**ASSIGNED TASK:**
What lines in the entries below contain the word "Uploader"? Copy all of them.

###

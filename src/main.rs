// SPDX-License-Identifier: MIT
// Copyright 2026 Roland Dreier <roland@rolandd.dev>

//! Mi Fitness → Strava sync CLI.
//!
//! Without a subcommand the full pipeline runs: import the export CSV,
//! obtain a valid Strava token, upload pending activities. Each stage is
//! also exposed as its own subcommand for selective runs.

use clap::{Parser, Subcommand};
use mifit_sync::config::Config;
use mifit_sync::db::Database;
use mifit_sync::error::{AppError, Result};
use mifit_sync::export;
use mifit_sync::services::{AuthService, Importer, StravaClient, TokenStore, Uploader};
use std::path::PathBuf;
use std::time::Duration;
use tracing_subscriber::{layer::SubscriberExt, util::SubscriberInitExt};

#[derive(Parser)]
#[command(name = "mifit-sync", about = "Sync Mi Fitness activity exports to Strava")]
struct Cli {
    #[command(subcommand)]
    command: Option<Commands>,
}

#[derive(Subcommand)]
enum Commands {
    /// Import the sport-record CSV from the export folder into the database
    Import {
        /// Export folder to read, overriding MI_FITNESS_DOWNLOADS_PATH
        #[arg(short, long)]
        path: Option<PathBuf>,
    },
    /// Obtain (or refresh) a Strava access token and exit
    Auth,
    /// Upload pending activities using the stored token
    Upload,
}

#[tokio::main]
async fn main() {
    let cli = Cli::parse();
    init_logging();

    let config = match Config::from_env() {
        Ok(config) => config,
        Err(e) => {
            tracing::error!(error = %e, "Failed to load configuration");
            std::process::exit(AppError::from(e).exit_code());
        }
    };

    if let Err(e) = run(cli.command, &config).await {
        tracing::error!(error = %e, "Run failed");
        std::process::exit(e.exit_code());
    }
}

async fn run(command: Option<Commands>, config: &Config) -> Result<()> {
    match command {
        Some(Commands::Import { path }) => {
            let db = Database::open(&config.database_path)?;
            run_import(config, &db, path)?;
            Ok(())
        }
        Some(Commands::Auth) => {
            auth_service(config).obtain_valid_token().await.map(|_| ())
        }
        Some(Commands::Upload) => {
            let db = Database::open(&config.database_path)?;
            let token = auth_service(config).obtain_valid_token().await?;
            run_upload(config, &db, &token).await
        }
        None => {
            let db = Database::open(&config.database_path)?;

            // An import failure is logged and does not block the upload of
            // records already in the database; it still fails the run after
            // the upload stage has had its chance.
            let import_result = run_import(config, &db, None);
            if let Err(e) = &import_result {
                tracing::error!(error = %e, "Import stage failed, continuing with upload");
            }

            let token = auth_service(config).obtain_valid_token().await?;
            run_upload(config, &db, &token).await?;

            import_result.map(|_| ())
        }
    }
}

fn run_import(config: &Config, db: &Database, path_override: Option<PathBuf>) -> Result<usize> {
    let export_dir = path_override
        .or_else(|| config.export_dir.clone())
        .ok_or_else(|| {
            AppError::Import("No export folder configured (MI_FITNESS_DOWNLOADS_PATH)".to_string())
        })?;

    let csv_path = export::sport_csv_path(&export_dir)?;
    let rows = export::read_rows(&csv_path)?;

    let inserted = Importer::new(db, config.utc_offset).import(&rows)?;
    tracing::info!(inserted, "Import stage complete");
    Ok(inserted)
}

async fn run_upload(config: &Config, db: &Database, token: &str) -> Result<()> {
    let client = strava_client(config);
    let outcome = Uploader::new(db, &client, &config.upload_cutoff)
        .sync(token)
        .await?;
    tracing::info!(
        uploaded = outcome.uploaded,
        skipped = outcome.skipped,
        "Upload stage complete"
    );
    Ok(())
}

fn strava_client(config: &Config) -> StravaClient {
    StravaClient::new(
        config.strava_client_id.clone(),
        config.strava_client_secret.clone(),
    )
}

fn auth_service(config: &Config) -> AuthService {
    AuthService::new(
        strava_client(config),
        TokenStore::new(&config.token_file),
        config.callback_port,
        Duration::from_secs(config.auth_timeout_secs),
    )
}

/// Initialize terminal logging with env-filter overrides.
fn init_logging() {
    let format = tracing_subscriber::fmt::layer().with_target(false);

    tracing_subscriber::registry()
        .with(
            tracing_subscriber::EnvFilter::from_default_env()
                .add_directive("mifit_sync=debug".parse().unwrap())
                .add_directive("info".parse().unwrap()),
        )
        .with(format)
        .init();
}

###

**TASK ANSWER:**
use mifit_sync::services::{AuthService, Importer, StravaClient, TokenStore, Uploader};
    let outcome = Uploader::new(db, &client, &config.upload_cutoff)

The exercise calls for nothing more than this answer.